Lucy Kurtzer-Ellenbogen, pesquisadora sênior do Instituto do Oriente Médio, disse que o atual cessar-fogo é “uma pausa bem-vinda e significativa, mas frágil”. Agora, disse ela, a questão é “se ele entrará em colapso total ou servirá apenas como uma chance para ambos os lados se reorganizarem, em vez de uma plataforma de lançamento para o progresso nessas questões. Isso vai depender do presidente Trump e dos outros atores com quem ele está coordenando para permanecerem firmes”.

Na proposta de paz mediada pelo governo Trump, ainda não está claro até que ponto foram alcançados acordos sobre dois dos maiores pontos de discórdia: a extensão da retirada de Israel e a extensão da retirada do Hamas do poder. Israel continua controlando cerca de metade de Gaza.

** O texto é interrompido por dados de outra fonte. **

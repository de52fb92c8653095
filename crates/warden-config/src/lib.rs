#![deny(unsafe_code)]
#![warn(missing_docs)]
#![deny(clippy::all)]
#![warn(unreachable_pub)]
//! Layered configuration for the Warden permission gate.
//!
//! # Usage
//!
//! ```rust,no_run
//! use warden_config::Config;
//!
//! let config = Config::load().unwrap();
//! println!("approval timeout: {}s", config.security.approval_timeout_secs);
//! ```
//!
//! # Configuration Precedence
//!
//! From highest to lowest priority:
//!
//! 1. **User** (`$WARDEN_HOME/config.toml`, else `~/.warden/config.toml`)
//! 2. **System** (`/etc/warden/config.toml`)
//! 3. **Environment variables** (`WARDEN_*`), fallback only
//! 4. **Embedded defaults** (`defaults.toml` compiled into the binary)
//!
//! This crate has no dependencies on other warden crates. Conversion into
//! domain types happens in the runtime.

/// Environment variable fallbacks.
pub mod env;
/// Configuration error types.
pub mod error;
/// Configuration file discovery and loading.
pub mod loader;
/// Layer merging.
pub mod merge;
/// Configuration struct definitions.
pub mod types;
/// Configuration validation rules.
pub mod validate;

pub use error::{ConfigError, ConfigResult};
pub use types::*;

impl Config {
    /// Load configuration with the full precedence chain.
    ///
    /// # Errors
    ///
    /// Returns an error if a config file is malformed or validation fails.
    pub fn load() -> ConfigResult<Self> {
        loader::load(None)
    }

    /// Load with an explicit warden home directory.
    ///
    /// # Errors
    ///
    /// Returns an error if a config file is malformed or validation fails.
    pub fn load_with_home(home: &std::path::Path) -> ConfigResult<Self> {
        loader::load(Some(home))
    }

    /// Load a single file on top of the embedded defaults.
    ///
    /// # Errors
    ///
    /// Returns an error if the file is missing, malformed, or invalid.
    pub fn load_file(path: &std::path::Path) -> ConfigResult<Self> {
        loader::load_file(path)
    }
}
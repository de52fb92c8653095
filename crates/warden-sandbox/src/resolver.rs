//! Host resolution for the HTTP strategy.
//!
//! [`HostResolver`] is the seam that performs both the check-time and the
//! connect-time lookups. [`PinnedResolver`] hands the verified addresses to
//! reqwest so the connection cannot be steered elsewhere by a third lookup.

use std::net::SocketAddr;
use std::sync::Arc;

use async_trait::async_trait;

/// Resolves a host name to socket addresses.
#[async_trait]
pub trait HostResolver: Send + Sync {
    /// Resolve `host`. An empty answer is allowed and treated as unsafe.
    async fn resolve(&self, host: &str, port: u16) -> std::io::Result<Vec<SocketAddr>>;
}

/// Resolver backed by the operating system.
#[derive(Debug, Clone, Copy, Default)]
pub struct SystemResolver;

#[async_trait]
impl HostResolver for SystemResolver {
    async fn resolve(&self, host: &str, port: u16) -> std::io::Result<Vec<SocketAddr>> {
        Ok(tokio::net::lookup_host((host, port)).await?.collect())
    }
}

/// A reqwest resolver that only answers for one host, with fixed addresses.
#[derive(Debug, Clone)]
pub struct PinnedResolver {
    host: String,
    addrs: Arc<[SocketAddr]>,
}

impl PinnedResolver {
    /// Pin `host` to `addrs`.
    #[must_use]
    pub fn new(host: impl Into<String>, addrs: Vec<SocketAddr>) -> Self {
        Self {
            host: host.into().to_ascii_lowercase(),
            addrs: addrs.into(),
        }
    }
}

impl reqwest::dns::Resolve for PinnedResolver {
    fn resolve(&self, name: reqwest::dns::Name) -> reqwest::dns::Resolving {
        let requested = name.as_str().trim_end_matches('.').to_ascii_lowercase();
        let matches = requested == self.host.trim_end_matches('.');
        let addrs = Arc::clone(&self.addrs);
        Box::pin(async move {
            if !matches {
                return Err(Box::new(std::io::Error::new(
                    std::io::ErrorKind::PermissionDenied,
                    "host was not verified for this request",
                )) as Box<dyn std::error::Error + Send + Sync>);
            }
            let iter: reqwest::dns::Addrs = Box::new(addrs.to_vec().into_iter());
            Ok(iter)
        })
    }
}

#[cfg(test)]
mod tests {
    use super::*;

    #[tokio::test]
    async fn system_resolver_resolves_localhost() {
        let addrs = SystemResolver.resolve("localhost", 80).await.unwrap();
        assert!(!addrs.is_empty());
        assert!(addrs.iter().all(|a| a.ip().is_loopback()));
    }
}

O primeiro-ministro de Israel, Binyamin Netanyahu, teve o cuidado de dizer na segunda-feira que está “comprometido” com o plano de paz de Trump, mas não declarou o fim da guerra. Nos últimos dois anos, ele prometeu repetidamente alcançar a “vitória total” sobre o Hamas. O Hamas, embora enfraquecido após dois anos de guerra, está longe de estar fora do governo e totalmente desarmado, como Netanyahu desejava.

Também não está claro quem supervisionará tudo isso no chamado “Conselho da Paz”, que Trump disse que presidirá. Apesar do plano de Trump anunciar que o ex-primeiro-ministro britânico Tony Blair ajudaria a liderar o conselho, o presidente também deixou isso em aberto no domingo, 12. Os palestinos expressaram descontentamento com o possível envolvimento de Blair.

“Gosto do Tony. Sempre gostei do Tony, mas quero ter certeza de que ele é uma escolha aceitável para todos”, disse Trump a repórteres enquanto voava para Israel.

O que resta para limpar é a devastação

A resolução de todos esses detalhes ocorre em um contexto em que a Faixa de Gaza precisa de “reabilitação em massa”, disse Kurtzer-Ellenbogen, e uma população que sofreu traumas físicos e psicológicos incessantes.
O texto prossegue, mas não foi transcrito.